Топологию внутреннего пути пытались представить в различных религиозных и философских концепциях. Психологическими вариантами такой топологии можно назвать «топологию жизненного пути» М.К. Мамардашвили и индивидуацию К.Г. Юнга. Собственно пафос нашего исследования и заключается в том, чтобы теоретически осмыслить ту особую рефлексивную практику, в которой конституируется топология индивидуального пути человека (или практику, которая впервые устанавливает человека в место разворачивания этого пути), то есть пути жизни сознания, сплетающегося в единый целостный узор (но не статичный, а динамичный), который и есть смысл его жизни. Но это не смысл, к которому нужно придти, а смысл, который позволяет человеку идти, являясь творцом собственной жизни, то есть личностью в экзистенциальном смысле слова. Очень важно, находясь на этом пути (если, конечно находясь) помнить о феномене самообмана, который подстерегает человека на каждом его жизненном шаге, ведь в каждом таком шаге человек изначально недостаточен, признание чего всегда крайне проблематично, ведь оно приводит к внутреннему противоречию и соответственно помещает человека в отрицательные состояния, вызывающие страдание, испытывать которое человек не хотел бы и естественной реакцией на которое является избегание.

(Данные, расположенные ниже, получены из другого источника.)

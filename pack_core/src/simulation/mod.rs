//! # Stochastic Simulators
//!
//! Trace generators feeding the stress estimator:
//!
//! - [`transport`] - distance-indexed speed / g-force / elevation trace for a road trip
//! - [`vibration`] - frequency-indexed amplitude / phase response with resonances
//! - [`rng`] - the seedable random source every simulator draws from
//!
//! Simulators take `&mut R where R: rand::Rng` rather than reaching for a
//! global generator, so a seeded [`rng::SimRng`] reproduces a run exactly.

pub mod rng;
pub mod transport;
pub mod vibration;

pub use rng::SimRng;
pub use transport::{simulate_transport, RouteProfile, TransportTrace};
pub use vibration::{synthesize_vibration, VibrationResponse};
//! # Vibration Response Synthesizer
//!
//! Produces an amplitude / phase curve across a vibration table's frequency
//! band. The package is treated as a set of single-degree-of-freedom modes at
//! fixed natural frequencies; every mode inside the band amplifies the input
//! RMS level and adds its phase lag.
//!
//! For a frequency ratio `r = f / fn` and damping ratio `ζ`:
//!
//! ```text
//! M(r) = 1 / sqrt((1 - r²)² + (2ζr)²)
//! φ(r) = atan2(2ζr, 1 - r²)
//! ```
//!
//! Above 100 Hz the amplitude rolls off by `sqrt(100 / f)`.

use rand::Rng;
use serde::{Deserialize, Serialize};

use crate::errors::{SimError, SimResult};
use crate::scenarios::FrequencyBand;

/// Samples across the band
pub const SAMPLE_COUNT: usize = 200;

/// Package resonances (Hz), independent of the band under test
pub const NATURAL_FREQUENCIES_HZ: [f64; 5] = [15.0, 35.0, 85.0, 150.0, 220.0];

/// Modal damping ratio
pub const DAMPING_RATIO: f64 = 0.05;

/// Amplitude gain per unit of magnification
const MODAL_GAIN: f64 = 0.3;
const ROLL_OFF_CORNER_HZ: f64 = 100.0;
const AMPLITUDE_NOISE: f64 = 0.05;
const PHASE_NOISE_DEG: f64 = 5.0;
const AMPLITUDE_FLOOR: f64 = 0.1;

/// Frequency response of the package on the table.
#[derive(Debug, Clone, PartialEq, Serialize, Deserialize)]
pub struct VibrationResponse {
    /// Band the table swept
    pub band: FrequencyBand,
    /// Sample frequencies (Hz)
    pub frequencies: Vec<f64>,
    /// Response amplitude (g), never below 0.1
    pub amplitude: Vec<f64>,
    /// Accumulated phase lag (degrees)
    pub phase_degrees: Vec<f64>,
    /// Natural frequencies the model uses (Hz)
    pub natural_frequencies: Vec<f64>,
}

impl VibrationResponse {
    /// Natural frequencies inside the swept band
    pub fn active_modes(&self) -> Vec<f64> {
        self.natural_frequencies
            .iter()
            .copied()
            .filter(|&fn_hz| self.band.contains(fn_hz))
            .collect()
    }

    /// `(frequency, amplitude)` of the strongest response sample
    pub fn peak(&self) -> (f64, f64) {
        self.frequencies
            .iter()
            .zip(&self.amplitude)
            .fold((0.0, f64::MIN), |best, (&f, &a)| if a > best.1 { (f, a) } else { best })
    }
}

/// Dynamic magnification of a damped single-degree-of-freedom oscillator.
pub fn magnification_factor(frequency_ratio: f64, damping_ratio: f64) -> f64 {
    let r2 = frequency_ratio * frequency_ratio;
    1.0 / ((1.0 - r2).powi(2) + (2.0 * damping_ratio * frequency_ratio).powi(2)).sqrt()
}

/// Phase lag (degrees) of a damped single-degree-of-freedom oscillator.
pub fn phase_lag_degrees(frequency_ratio: f64, damping_ratio: f64) -> f64 {
    (2.0 * damping_ratio * frequency_ratio)
        .atan2(1.0 - frequency_ratio * frequency_ratio)
        .to_degrees()
}

/// Synthesize the response to `g_force_rms` across `band`.
///
/// # Errors
///
/// `InvalidParameter` when `g_force_rms` is not a positive number.
pub fn synthesize_vibration<R: Rng + ?Sized>(
    g_force_rms: f64,
    band: FrequencyBand,
    rng: &mut R,
) -> SimResult<VibrationResponse> {
    if !(g_force_rms.is_finite() && g_force_rms > 0.0) {
        return Err(SimError::invalid_parameter(
            "g_force_rms",
            g_force_rms.to_string(),
            "RMS g-force must be positive",
        ));
    }

    let (f_min, f_max) = band.bounds_hz();
    let step = (f_max - f_min) / (SAMPLE_COUNT - 1) as f64;
    let frequencies: Vec<f64> = (0..SAMPLE_COUNT)
        .map(|i| if i == SAMPLE_COUNT - 1 { f_max } else { f_min + i as f64 * step })
        .collect();

    let active: Vec<f64> = NATURAL_FREQUENCIES_HZ
        .iter()
        .copied()
        .filter(|&fn_hz| band.contains(fn_hz))
        .collect();

    let mut amplitude = Vec::with_capacity(SAMPLE_COUNT);
    let mut phase_degrees = Vec::with_capacity(SAMPLE_COUNT);

    for &f in &frequencies {
        let mut amp = g_force_rms;
        let mut phase = 0.0;

        for &fn_hz in &active {
            let r = f / fn_hz;
            amp *= 1.0 + MODAL_GAIN * magnification_factor(r, DAMPING_RATIO);
            phase += phase_lag_degrees(r, DAMPING_RATIO);
        }

        if f > ROLL_OFF_CORNER_HZ {
            amp *= (ROLL_OFF_CORNER_HZ / f).sqrt();
        }

        amp += rng.gen_range(-AMPLITUDE_NOISE..=AMPLITUDE_NOISE);
        phase += rng.gen_range(-PHASE_NOISE_DEG..=PHASE_NOISE_DEG);

        amplitude.push(amp.max(AMPLITUDE_FLOOR));
        phase_degrees.push(phase);
    }

    log::debug!(
        "vibration {:.2} g over {}: {} active modes",
        g_force_rms,
        band.label(),
        active.len()
    );

    Ok(VibrationResponse {
        band,
        frequencies,
        amplitude,
        phase_degrees,
        natural_frequencies: NATURAL_FREQUENCIES_HZ.to_vec(),
    })
}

Мы осознаем, что мифологическая терминология, к которой мы обратились, чтобы выразить наше понимание феномена смысла жизни является достаточно спорным инструментом с точки зрения науки, по крайней мере, классической. Но, используя ее в сопоставлении с теми понятиями, которые мы ввели в качестве научных инструментов (инициальное переживание, символ, феноменологическая рефлексия, текст сознания, жизненные интенции) и, понимая, что все эти инструменты, в том числе и мифологические, не описывают объективную, натуральную данность, но позволяют нам развернуть наши понимания и обогатить их, оживив мифологическим языком, все же видим в этом конструктивный для психологической науки шаг в сторону исследования субъективности человека. Ведь как отмечает С.Л. Франк «признавать душевную жизнь только как частную область мира объектов, значит не замечать целого мира – внутреннего мира самого живого субъекта» [111]. А исследование внутреннего мира предполагает апеллирование специфическим понятийным аппаратом, который позволяет иметь дело не с объективностью мира, но с субъективностью сознания.